Biometrics: A process to use technology and analytics for the purpose of identification, extraction and analysis of data in order to identify people based on their physical traits. Biometrics generally involves face recognition, fingerprint recognition, etc.

Business Intelligence (BI): A process that deals with identification, extraction and analysis of data in order to improve business decisions and optimize business performance

Cloud: A term that refers to a network of remote servers that are hosted on the internet and are utilized to store, manage and process data

Columnar Database: A database management system that stores data in columns instead of in rows and offers the advantage of faster hard disk access

Content Management System (CMS): A computer application that is used to edit, modify, publish and maintain content on the Web from a central interface

Crowdsourcing: A process that refers to the act of obtaining information or input by enlisting the services of a large number of people, generally through the internet

Data Cleansing or Data Cleaning or Data Scrubbing: A process that involves reviewing and revising data in order to remove duplicate entries, rectify spelling mistakes, add missing data, remove inaccurate data and bring about more consistency in the data

Data Aggregation: A term used to describe the act of gathering data from various sources and expressing in a summary form for the purpose of analysis. Data aggregation can be performed manually or through software

Distributed File System (DFS): A data storage system that stores huge volumes of data across multiple storage devices in order to reduce the cost of data storage and to simplify the process

Data Migration: A process to transfer data between storage types, formats, or computer systems

Data Mining: A process that is used to inspect large databases with the intention to derive new information through data analysis

Distributed Processing: The act of execution of a process or application across multiple computers connected by means of a computer network

Enterprise Resource Planning (ERP): A software system that can be used by an organisation to process and manage all its resources, information and business functions

Event Analytics: A process involving a number of steps that are carried out in order to lead to an action

Failover: A procedure through which a computer system automatically switches or transfers control to another computer system when it discovers a fault or failure

Gamification: A process to utilize game elements in non-game contexts. In Big Data terms, gamification is a way to incentivize data collection.

Grid Computing: The process of performing computer functions by collecting resources from a number of distributed systems. The systems that become part of a grid computing network can be of different designs and can be located in various geographical locations

HANA: A software/hardware in-memory computing platform from SAP that can carry out high volume data transactions and analytics

Hadoop: An open-source software developed by the Apache Software Foundation. It is a framework that allows storage and analysis of large data sets through the use of distributed hardware

Hive: A data warehouse engine that allows querying. It is similar to SQL.

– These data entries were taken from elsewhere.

// =============================================================================
// Change Map
// =============================================================================

/// Upsert map + delete set for one entity kind.
///
/// Delete and upsert of the same id are mutually exclusive; the last
/// staged action wins.
#[derive(Clone, Debug)]
pub(crate) struct ChangeMap<K, V> {
    pub(crate) upsert: HashMap<K, V>,
    pub(crate) delete: HashSet<K>,
}

impl<K, V> Default for ChangeMap<K, V> {
    fn default() -> Self {
        Self {
            upsert: HashMap::new(),
            delete: HashSet::new(),
        }
    }
}

impl<K: Eq + Hash + Clone, V: Clone + PartialEq> ChangeMap<K, V> {
    fn stage_upsert(&mut self, key: K, value: V) {
        self.delete.remove(&key);
        self.upsert.insert(key, value);
    }

    fn stage_delete(&mut self, key: K) {
        self.upsert.remove(&key);
        self.delete.insert(key);
    }

    pub(crate) fn is_empty(&self) -> bool {
        self.upsert.is_empty() && self.delete.is_empty()
    }

    fn clear(&mut self) {
        self.upsert.clear();
        self.delete.clear();
    }

    /// Clones the current upserts and delete ids for a flush
    pub(crate) fn snapshot(&self) -> (Vec<(K, V)>, Vec<K>) {
        let upserts = self
            .upsert
            .iter()
            .map(|(k, v)| (k.clone(), v.clone()))
            .collect();
        let deletes = self.delete.iter().cloned().collect();
        (upserts, deletes)
    }

    /// Clears only what a completed flush covered.
    ///
    /// An upsert entry survives when its live value no longer equals the
    /// flushed snapshot, so a mutation recorded while the flush was in
    /// flight stays pending.
    pub(crate) fn clear_flushed(&mut self, upserts: &[(K, V)], deletes: &[K]) {
        for (key, value) in upserts {
            if self.upsert.get(key) == Some(value) {
                self.upsert.remove(key);
            }
        }
        for key in deletes {
            self.delete.remove(key);
        }
    }
}

// =============================================================================
// Camera Namespace
// =============================================================================

/// Pending change sets for one camera namespace
#[derive(Debug, Default)]
pub(crate) struct CameraPending {
    pub(crate) tracks: ChangeMap<AnnotationId, Track>,
    pub(crate) groups: ChangeMap<AnnotationId, Group>,
    pub(crate) attributes: ChangeMap<String, Attribute>,
    pub(crate) timelines: ChangeMap<String, TimelineConfig>,
    pub(crate) swimlanes: ChangeMap<String, SwimlaneConfig>,
    pub(crate) filters: ChangeMap<String, AttributeFilter>,
    /// Dataset-level metadata edits observed by this namespace
    pub(crate) meta_changes: u64,
}

pub(crate) struct PendingState {
    pub(crate) cameras: HashMap<String, CameraPending>,
    pub(crate) primary: String,
    pub(crate) read_only: bool,
    /// Monotonic count of accepted mutations since the last flush
    pub(crate) pending: u64,
}

// =============================================================================
// Change Requests
// =============================================================================

/// Entity payload carried by one change request
#[derive(Clone, Debug)]
pub enum Entity {
    Track(Track),
    Group(Group),
    Attribute(Attribute),
    Timeline(TimelineConfig),
    Swimlane(SwimlaneConfig),
    Filter(AttributeFilter),
}

/// One mutation routed to the tracker
#[derive(Clone, Debug)]
pub struct ChangeRequest {
    pub action: ChangeAction,
    /// Required for `Upsert` and `Delete`; ignored for `Meta`
    pub entity: Option<Entity>,
    /// Camera namespace; the primary camera when absent
    pub camera: Option<String>,
}

impl ChangeRequest {
    pub fn upsert(entity: Entity) -> Self {
        Self {
            action: ChangeAction::Upsert,
            entity: Some(entity),
            camera: None,
        }
    }

    pub fn delete(entity: Entity) -> Self {
        Self {
            action: ChangeAction::Delete,
            entity: Some(entity),
            camera: None,
        }
    }

    pub fn meta() -> Self {
        Self {
            action: ChangeAction::Meta,
            entity: None,
            camera: None,
        }
    }

    pub fn for_camera(mut self, camera: &str) -> Self {
        self.camera = Some(camera.to_string());
        self
    }
}

/// Pending-state snapshot for "unsaved changes" UIs and tests
#[derive(Clone, Debug, Default, PartialEq)]
pub struct PendingSummary {
    pub track_upserts: Vec<AnnotationId>,
    pub track_deletes: Vec<AnnotationId>,
    pub group_upserts: Vec<AnnotationId>,
    pub group_deletes: Vec<AnnotationId>,
    pub attribute_upserts: Vec<String>,
    pub attribute_deletes: Vec<String>,
    pub timeline_upserts: Vec<String>,
    pub swimlane_upserts: Vec<String>,
    pub filter_upserts: Vec<String>,
    pub meta_changes: u64,
}

// =============================================================================
// Pending Changes
// =============================================================================

/// Per-camera dirty tracker shared by every store of one dataset
pub struct PendingChanges {
    pub(crate) state: Mutex<PendingState>,
    /// Broadcasts the pending counter to "unsaved changes" observers
    pub(crate) pending_tx: watch::Sender<u64>,
}

impl PendingChanges {
    /// Creates a tracker with the given primary camera namespace
    pub fn new(primary_camera: &str) -> Self {
        let mut cameras = HashMap::new();
        cameras.insert(primary_camera.to_string(), CameraPending::default());
        let (pending_tx, _) = watch::channel(0);
        Self {
            state: Mutex::new(PendingState {
                cameras,
                primary: primary_camera.to_string(),
                read_only: false,
                pending: 0,
            }),
            pending_tx,
        }
    }

    /// Returns the primary camera name
    pub fn primary_camera(&self) -> String {
        self.state.lock().unwrap().primary.clone()
    }

    /// Returns the camera namespace names, sorted
    pub fn camera_names(&self) -> Vec<String> {
        let state = self.state.lock().unwrap();
        let mut names: Vec<String> = state.cameras.keys().cloned().collect();
        names.sort();
        names
    }

    /// Creates an empty change namespace for a new camera stream
    pub fn add_camera(&self, name: &str) -> CoreResult<()> {
        let mut state = self.state.lock().unwrap();
        if state.cameras.contains_key(name) {
            return Err(CoreError::InvalidArgument(format!(
                "camera already registered: {name}"
            )));
        }
        state.cameras.insert(name.to_string(), CameraPending::default());
        Ok(())
    }

    /// Drops a camera namespace and its staged changes
    pub fn remove_camera(&self, name: &str) -> CoreResult<()> {
        let mut state = self.state.lock().unwrap();
        if state.primary == name {
            return Err(CoreError::InvalidArgument(format!(
                "cannot remove primary camera: {name}"
            )));
        }
        state
            .cameras
            .remove(name)
            .map(|_| ())
            .ok_or_else(|| CoreError::UnknownCamera(name.to_string()))
    }

    /// Toggles read-only mode; `save` refuses while set
    pub fn set_read_only(&self, read_only: bool) {
        self.state.lock().unwrap().read_only = read_only;
    }

    pub fn is_read_only(&self) -> bool {
        self.state.lock().unwrap().read_only
    }

    /// Observable count of accepted mutations since the last successful
    /// flush. A successful `save` resets it to 0.
    pub fn pending_count(&self) -> u64 {
        self.state.lock().unwrap().pending
    }

    /// Subscribes to pending-counter updates.
    ///
    /// The receiver observes every accepted mutation and the reset to 0
    /// after a successful flush; navigation-away warnings watch this.
    pub fn watch_pending(&self) -> watch::Receiver<u64> {
        self.pending_tx.subscribe()
    }

    /// Routes one mutation to the per-namespace per-kind change map.
    ///
    /// Fails with `InvalidArgument` when `Upsert`/`Delete` carries no
    /// entity, and `UnknownCamera` for an unregistered namespace. The
    /// pending counter increments once per accepted call even when the
    /// staged content was coalesced.
    pub fn mark_changes_pending(&self, request: ChangeRequest) -> CoreResult<()> {
        let mut state = self.state.lock().unwrap();

        match request.action {
            ChangeAction::Meta => {
                for camera in state.cameras.values_mut() {
                    camera.meta_changes += 1;
                }
            }
            action => {
                let entity = request.entity.ok_or_else(|| {
                    CoreError::InvalidArgument(
                        "markChangesPending requires an entity for upsert/delete".to_string(),
                    )
                })?;
                let camera_name = request.camera.unwrap_or_else(|| state.primary.clone());
                let camera = state
                    .cameras
                    .get_mut(&camera_name)
                    .ok_or(CoreError::UnknownCamera(camera_name))?;
                Self::route(camera, action, entity);
            }
        }

        state.pending += 1;
        self.pending_tx.send_replace(state.pending);
        Ok(())
    }

    fn route(camera: &mut CameraPending, action: ChangeAction, entity: Entity) {
        match entity {
            Entity::Track(track) => match action {
                ChangeAction::Delete => camera.tracks.stage_delete(track.id),
                _ => camera.tracks.stage_upsert(track.id, track),
            },
            Entity::Group(group) => match action {
                ChangeAction::Delete => camera.groups.stage_delete(group.id),
                _ => camera.groups.stage_upsert(group.id, group),
            },
            Entity::Attribute(attribute) => match action {
                ChangeAction::Delete => camera.attributes.stage_delete(attribute.key.clone()),
                _ => camera.attributes.stage_upsert(attribute.key.clone(), attribute),
            },
            Entity::Timeline(timeline) => match action {
                ChangeAction::Delete => camera.timelines.stage_delete(timeline.name.clone()),
                _ => camera.timelines.stage_upsert(timeline.name.clone(), timeline),
            },
            Entity::Swimlane(swimlane) => match action {
                ChangeAction::Delete => camera.swimlanes.stage_delete(swimlane.name.clone()),
                _ => camera.swimlanes.stage_upsert(swimlane.name.clone(), swimlane),
            },
            Entity::Filter(filter) => match action {
                ChangeAction::Delete => camera.filters.stage_delete(filter.derived_key()),
                _ => camera.filters.stage_upsert(filter.derived_key(), filter),
            },
        }
    }

    /// Clears every change set and resets the counters without flushing
    pub fn discard_changes(&self) {
        let mut state = self.state.lock().unwrap();
        for camera in state.cameras.values_mut() {
            camera.tracks.clear();
            camera.groups.clear();
            camera.attributes.clear();
            camera.timelines.clear();
            camera.swimlanes.clear();
            camera.filters.clear();
            camera.meta_changes = 0;
        }
        state.pending = 0;
        self.pending_tx.send_replace(0);
    }

    /// Snapshots one camera's staged ids for inspection
    pub fn summary(&self, camera: &str) -> CoreResult<PendingSummary> {
        let state = self.state.lock().unwrap();
        let pending = state
            .cameras
            .get(camera)
            .ok_or_else(|| CoreError::UnknownCamera(camera.to_string()))?;

        fn sorted_keys<K: Ord + Clone, V>(map: &ChangeMap<K, V>) -> (Vec<K>, Vec<K>) {
            let mut upserts: Vec<K> = map.upsert.keys().cloned().collect();
            let mut deletes: Vec<K> = map.delete.iter().cloned().collect();
            upserts.sort();
            deletes.sort();
            (upserts, deletes)
        }

        let (track_upserts, track_deletes) = sorted_keys(&pending.tracks);
        let (group_upserts, group_deletes) = sorted_keys(&pending.groups);
        let (attribute_upserts, attribute_deletes) = sorted_keys(&pending.attributes);
        let (timeline_upserts, _) = sorted_keys(&pending.timelines);
        let (swimlane_upserts, _) = sorted_keys(&pending.swimlanes);
        let (filter_upserts, _) = sorted_keys(&pending.filters);

        Ok(PendingSummary {
            track_upserts,
            track_deletes,
            group_upserts,
            group_deletes,
            attribute_upserts,
            attribute_deletes,
            timeline_upserts,
            swimlane_upserts,
            filter_upserts,
            meta_changes: pending.meta_changes,
        })
    }
}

In-database Analytics or In-database Processing: The process of integration of data analytics into data warehousing functionality

Internet of Things: A term that describes the phenomenon in which everyday objects are connected through network and they possess the ability to send and receive data

Kafka: An open-source message broker project developed by the Apache Software Foundation. It is designed to provide a unified platform for managing real-time data feeds.

Latency: The delay that occurs between input into a system to desired outcome.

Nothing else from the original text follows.